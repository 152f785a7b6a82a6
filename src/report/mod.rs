//! Renderers consuming a finished `AggregateRecord`.
//!
//! Rendering only reads the record. A rendering failure is reported on its
//! own and never touches what was collected.

use std::fmt::Write as _;

use serde_json::{Map, Value};
use sha2::{Digest, Sha256};
use thiserror::Error;

use crate::aggregate::{AggregateRecord, Distribution, ProviderResult, Summary};
use crate::ingest::types::{ProviderPayload, ProviderStatus};
use crate::target::Target;

#[derive(Debug, Error)]
pub enum RenderError {
    #[error("could not serialize record: {0}")]
    Serialize(#[from] serde_json::Error),
    #[error("could not format report: {0}")]
    Format(#[from] std::fmt::Error),
}

/// One rendered output plus the SHA-256 of its content.
#[derive(Debug, Clone, PartialEq, Eq)]
pub struct Artifact {
    pub renderer: &'static str,
    pub media_type: &'static str,
    pub content: String,
    pub sha256: String,
}

impl Artifact {
    fn new(renderer: &'static str, media_type: &'static str, content: String) -> Self {
        let sha256 = sha256_hex(&content);
        Self {
            renderer,
            media_type,
            content,
            sha256,
        }
    }
}

pub fn sha256_hex(text: &str) -> String {
    let mut hasher = Sha256::new();
    hasher.update(text.as_bytes());
    let digest = hasher.finalize();
    let mut out = String::with_capacity(64);
    for b in digest.iter() {
        let _ = write!(&mut out, "{:02x}", b);
    }
    out
}

pub trait Renderer: Send + Sync {
    fn name(&self) -> &'static str;
    fn render(&self, record: &AggregateRecord) -> Result<Artifact, RenderError>;
}

/// Pretty JSON with object keys sorted at every depth.
#[derive(Debug, Clone, Copy, Default)]
pub struct JsonExport;

fn sort_keys(value: Value) -> Value {
    match value {
        Value::Object(map) => {
            let mut entries: Vec<(String, Value)> = map.into_iter().collect();
            entries.sort_by(|a, b| a.0.cmp(&b.0));
            let mut sorted = Map::new();
            for (k, v) in entries {
                sorted.insert(k, sort_keys(v));
            }
            Value::Object(sorted)
        }
        Value::Array(items) => Value::Array(items.into_iter().map(sort_keys).collect()),
        other => other,
    }
}

impl Renderer for JsonExport {
    fn name(&self) -> &'static str {
        "json"
    }

    fn render(&self, record: &AggregateRecord) -> Result<Artifact, RenderError> {
        let value = sort_keys(serde_json::to_value(record)?);
        let mut content = serde_json::to_string_pretty(&value)?;
        content.push('\n');
        Ok(Artifact::new(self.name(), "application/json", content))
    }
}

/// Plain-text report naming the outcome of every source.
#[derive(Debug, Clone, Copy, Default)]
pub struct TextReport;

impl Renderer for TextReport {
    fn name(&self) -> &'static str {
        "text"
    }

    fn render(&self, record: &AggregateRecord) -> Result<Artifact, RenderError> {
        let mut out = String::new();
        write_header(&mut out, record)?;

        writeln!(out)?;
        writeln!(out, "Sources")?;
        for result in record.provider_results().values() {
            writeln!(
                out,
                "  {:<12} {:<12} {}",
                result.source_id().as_str(),
                result.status().as_str(),
                describe(result)
            )?;
        }

        writeln!(out)?;
        writeln!(out, "Summary")?;
        match record.summary() {
            Summary::Network(s) => {
                writeln!(out, "  address:   {}", opt(s.resolved_address.map(|a| a.to_string())))?;
                writeln!(out, "  location:  {}", opt(s.dominant_location.clone()))?;
                writeln!(out, "  asn:       {}", opt(s.asn.map(|a| format!("AS{a}"))))?;
                writeln!(out, "  org:       {}", opt(s.organization.clone()))?;
                let ports = match s.open_port_count {
                    Some(n) => n.to_string(),
                    None => "not scanned".to_string(),
                };
                writeln!(out, "  open ports: {ports}")?;
                let o = s.outcomes;
                writeln!(
                    out,
                    "  outcomes:  ok {} / unavailable {} / error {} / timeout {}",
                    o.ok, o.unavailable, o.error, o.timeout
                )?;
            }
            Summary::Topic(s) => {
                for (method, m) in &s.methods {
                    writeln!(
                        out,
                        "  {method}: {} (dominant {})",
                        dist(&m.overall),
                        m.dominant.as_str()
                    )?;
                    for (source, d) in &m.per_source {
                        writeln!(out, "    {:<10} {}", source.as_str(), dist(d))?;
                    }
                    if !m.top_items.is_empty() {
                        writeln!(out, "    strongest:")?;
                        for t in &m.top_items {
                            writeln!(
                                out,
                                "      {:+.3} {:<8} [{}] {}",
                                t.compound,
                                t.polarity.as_str(),
                                t.source_id.as_str(),
                                t.title
                            )?;
                        }
                    }
                }
                if s.degraded_items > 0 {
                    writeln!(out, "  degraded items: {}", s.degraded_items)?;
                }
                if !s.items.is_empty() {
                    writeln!(out)?;
                    writeln!(out, "Items")?;
                    for item in &s.items {
                        let polarities: Vec<String> = item
                            .scores
                            .iter()
                            .map(|sc| format!("{}={:+.3}", sc.method, sc.compound))
                            .collect();
                        writeln!(
                            out,
                            "  [{}] {} ({})",
                            item.source_id.as_str(),
                            item.title,
                            polarities.join(", ")
                        )?;
                    }
                }
            }
        }

        Ok(Artifact::new(self.name(), "text/plain; charset=utf-8", out))
    }
}

fn write_header(out: &mut String, record: &AggregateRecord) -> std::fmt::Result {
    writeln!(out, "Investigation report")?;
    match record.target() {
        Target::Network(t) => {
            writeln!(out, "Target:    {} (network)", t.raw_input)?;
            match (t.resolution.address, t.resolution.detail.as_deref()) {
                (Some(a), _) => writeln!(out, "Address:   {a}")?,
                (None, Some(why)) => writeln!(out, "Address:   unresolved ({why})")?,
                (None, None) => writeln!(out, "Address:   unresolved")?,
            }
        }
        Target::Topic(t) => {
            let sources: Vec<&str> = t.requested_sources.iter().map(|s| s.as_str()).collect();
            writeln!(out, "Keyword:   {} (topic)", t.keyword)?;
            writeln!(out, "Requested: {}", sources.join(", "))?;
        }
    }
    writeln!(out, "Generated: {}", record.generated_at().to_rfc3339())
}

fn describe(result: &ProviderResult) -> String {
    if result.status() != ProviderStatus::Ok {
        return result.error_detail().unwrap_or("no detail").to_string();
    }
    match result.payload() {
        Some(ProviderPayload::Whois(w)) => {
            let mut parts = Vec::new();
            if let Some(asn) = w.asn {
                parts.push(format!("AS{asn}"));
            }
            parts.extend(w.organization.clone());
            parts.extend(w.network_range.clone());
            parts.extend(w.country_code.clone());
            if parts.is_empty() {
                "no registration data".to_string()
            } else {
                parts.join(", ")
            }
        }
        Some(ProviderPayload::Geolocation(g)) => format!(
            "{} ({:.4}, {:.4})",
            g.label().unwrap_or_else(|| "unknown place".into()),
            g.latitude,
            g.longitude
        ),
        Some(ProviderPayload::Portscan(p)) if p.services.is_empty() => {
            "no open ports found".to_string()
        }
        Some(ProviderPayload::Portscan(p)) => p
            .services
            .iter()
            .map(|s| format!("{}/{} {}", s.port, s.protocol, s.service))
            .collect::<Vec<_>>()
            .join(", "),
        Some(ProviderPayload::Feed(f)) => match f.feeds_failed {
            Some(n) if n > 0 => format!("{} items ({n} feeds failed)", f.item_count),
            _ => format!("{} items", f.item_count),
        },
        None => "no data".to_string(),
    }
}

fn dist(d: &Distribution) -> String {
    format!(
        "positive {} ({:.1}%) / negative {} ({:.1}%) / neutral {} ({:.1}%) of {} (mean {:+.3})",
        d.positive,
        d.positive_percent,
        d.negative,
        d.negative_percent,
        d.neutral,
        d.neutral_percent,
        d.total,
        d.mean_compound
    )
}

fn opt(v: Option<String>) -> String {
    v.unwrap_or_else(|| "-".to_string())
}

/// Run every renderer; failures stay per renderer.
pub fn render_all(
    record: &AggregateRecord,
    renderers: &[&dyn Renderer],
) -> Vec<(&'static str, Result<Artifact, RenderError>)> {
    renderers
        .iter()
        .map(|r| {
            let out = r.render(record);
            if let Err(e) = &out {
                tracing::error!(renderer = r.name(), error = %e, "render failed");
            }
            (r.name(), out)
        })
        .collect()
}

+++

**Task directions:** Needed here are the exact lines from the start of the material through the line that contains "use thiserror::Error;", and no others.

**Answer box:**
repository 152f785a7b6a82a6
filename src/report/mod.rs
//! Renderers consuming a finished `AggregateRecord`.
//!
//! Rendering only reads the record. A rendering failure is reported on its
//! own and never touches what was collected.

use std::fmt::Write as _;

use serde_json::{Map, Value};
use sha2::{Digest, Sha256};
use thiserror::Error;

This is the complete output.